//! Issues: bugs and questions raised against a project.

use chrono::{DateTime, Utc};
use serde_json::{Value, json};

use crate::domain::user_story::matches_text;
use crate::domain::{IssueId, ProjectId, StatusId, UserId};

/// Issue data before it is stored.
#[derive(Debug, Clone, PartialEq, Eq)]
pub struct NewIssue {
    pub reference: i64,
    pub project: ProjectId,
    pub owner: Option<UserId>,
    pub status: Option<StatusId>,
    pub subject: String,
    pub description: String,
    pub tags: Vec<String>,
    pub is_closed: bool,
    pub created_date: DateTime<Utc>,
}

/// A stored issue. Shares the reference sequence and version rules of
/// [`crate::domain::UserStory`].
#[derive(Debug, Clone, PartialEq, Eq)]
pub struct Issue {
    pub id: IssueId,
    pub reference: i64,
    pub project: ProjectId,
    pub owner: Option<UserId>,
    pub status: Option<StatusId>,
    pub subject: String,
    pub description: String,
    pub tags: Vec<String>,
    pub is_closed: bool,
    pub version: i32,
    pub created_date: DateTime<Utc>,
    pub modified_date: DateTime<Utc>,
    pub finished_date: Option<DateTime<Utc>>,
}

impl Issue {
    /// Attach a store-assigned id to an unsaved issue.
    pub fn from_new(id: IssueId, new_issue: NewIssue) -> Self {
        let NewIssue {
            reference,
            project,
            owner,
            status,
            subject,
            description,
            tags,
            is_closed,
            created_date,
        } = new_issue;
        Self {
            id,
            reference,
            project,
            owner,
            status,
            subject,
            description,
            tags,
            is_closed,
            version: 1,
            created_date,
            modified_date: created_date,
            finished_date: is_closed.then_some(created_date),
        }
    }

    /// Set `is_closed` and stamp or clear `finished_date`.
    pub fn set_closed(&mut self, is_closed: bool, now: DateTime<Utc>) {
        if is_closed && !self.is_closed {
            self.finished_date = Some(now);
        } else if !is_closed {
            self.finished_date = None;
        }
        self.is_closed = is_closed;
    }

    /// Frozen view recorded in history.
    pub fn snapshot(&self) -> Value {
        json!({
            "ref": self.reference,
            "owner": self.owner,
            "status": self.status,
            "subject": self.subject,
            "description": self.description,
            "tags": self.tags,
            "is_closed": self.is_closed,
            "finished_date": self.finished_date,
        })
    }
}

/// Filters accepted by the issue listing.
#[derive(Debug, Clone, Default, PartialEq, Eq)]
pub struct IssueFilter {
    pub project: Option<ProjectId>,
    pub status: Option<StatusId>,
    pub q: Option<String>,
}

impl IssueFilter {
    /// Check the column filters only.
    ///
    /// Adapters that push these filters into SQL still run `q` in memory.
    pub fn matches_columns(&self, issue: &Issue) -> bool {
        self.project.is_none_or(|project| issue.project == project)
            && self.status.is_none_or(|status| issue.status == Some(status))
    }

    /// Check every filter, including the free-text `q`.
    pub fn matches(&self, issue: &Issue) -> bool {
        self.matches_columns(issue)
            && self
                .q
                .as_deref()
                .is_none_or(|q| matches_text(issue.reference, &issue.subject, q))
    }
}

## Problem
What is needed is an exact copy of all the entries.

## Solution for this exercise
//! Issues: bugs and questions raised against a project.

use chrono::{DateTime, Utc};
use serde_json::{Value, json};

use crate::domain::user_story::matches_text;
use crate::domain::{IssueId, ProjectId, StatusId, UserId};

/// Issue data before it is stored.
#[derive(Debug, Clone, PartialEq, Eq)]
pub struct NewIssue {
    pub reference: i64,
    pub project: ProjectId,
    pub owner: Option<UserId>,
    pub status: Option<StatusId>,
    pub subject: String,
    pub description: String,
    pub tags: Vec<String>,
    pub is_closed: bool,
    pub created_date: DateTime<Utc>,
}

/// A stored issue. Shares the reference sequence and version rules of
/// [`crate::domain::UserStory`].
#[derive(Debug, Clone, PartialEq, Eq)]
pub struct Issue {
    pub id: IssueId,
    pub reference: i64,
    pub project: ProjectId,
    pub owner: Option<UserId>,
    pub status: Option<StatusId>,
    pub subject: String,
    pub description: String,
    pub tags: Vec<String>,
    pub is_closed: bool,
    pub version: i32,
    pub created_date: DateTime<Utc>,
    pub modified_date: DateTime<Utc>,
    pub finished_date: Option<DateTime<Utc>>,
}

impl Issue {
    /// Attach a store-assigned id to an unsaved issue.
    pub fn from_new(id: IssueId, new_issue: NewIssue) -> Self {
        let NewIssue {
            reference,
            project,
            owner,
            status,
            subject,
            description,
            tags,
            is_closed,
            created_date,
        } = new_issue;
        Self {
            id,
            reference,
            project,
            owner,
            status,
            subject,
            description,
            tags,
            is_closed,
            version: 1,
            created_date,
            modified_date: created_date,
            finished_date: is_closed.then_some(created_date),
        }
    }

    /// Set `is_closed` and stamp or clear `finished_date`.
    pub fn set_closed(&mut self, is_closed: bool, now: DateTime<Utc>) {
        if is_closed && !self.is_closed {
            self.finished_date = Some(now);
        } else if !is_closed {
            self.finished_date = None;
        }
        self.is_closed = is_closed;
    }

    /// Frozen view recorded in history.
    pub fn snapshot(&self) -> Value {
        json!({
            "ref": self.reference,
            "owner": self.owner,
            "status": self.status,
            "subject": self.subject,
            "description": self.description,
            "tags": self.tags,
            "is_closed": self.is_closed,
            "finished_date": self.finished_date,
        })
    }
}

/// Filters accepted by the issue listing.
#[derive(Debug, Clone, Default, PartialEq, Eq)]
pub struct IssueFilter {
    pub project: Option<ProjectId>,
    pub status: Option<StatusId>,
    pub q: Option<String>,
}

impl IssueFilter {
    /// Check the column filters only.
    ///
    /// Adapters that push these filters into SQL still run `q` in memory.
    pub fn matches_columns(&self, issue: &Issue) -> bool {
        self.project.is_none_or(|project| issue.project == project)
            && self.status.is_none_or(|status| issue.status == Some(status))
    }

    /// Check every filter, including the free-text `q`.
    pub fn matches(&self, issue: &Issue) -> bool {
        self.matches_columns(issue)
            && self
                .q
                .as_deref()
                .is_none_or(|q| matches_text(issue.reference, &issue.subject, q))
    }
}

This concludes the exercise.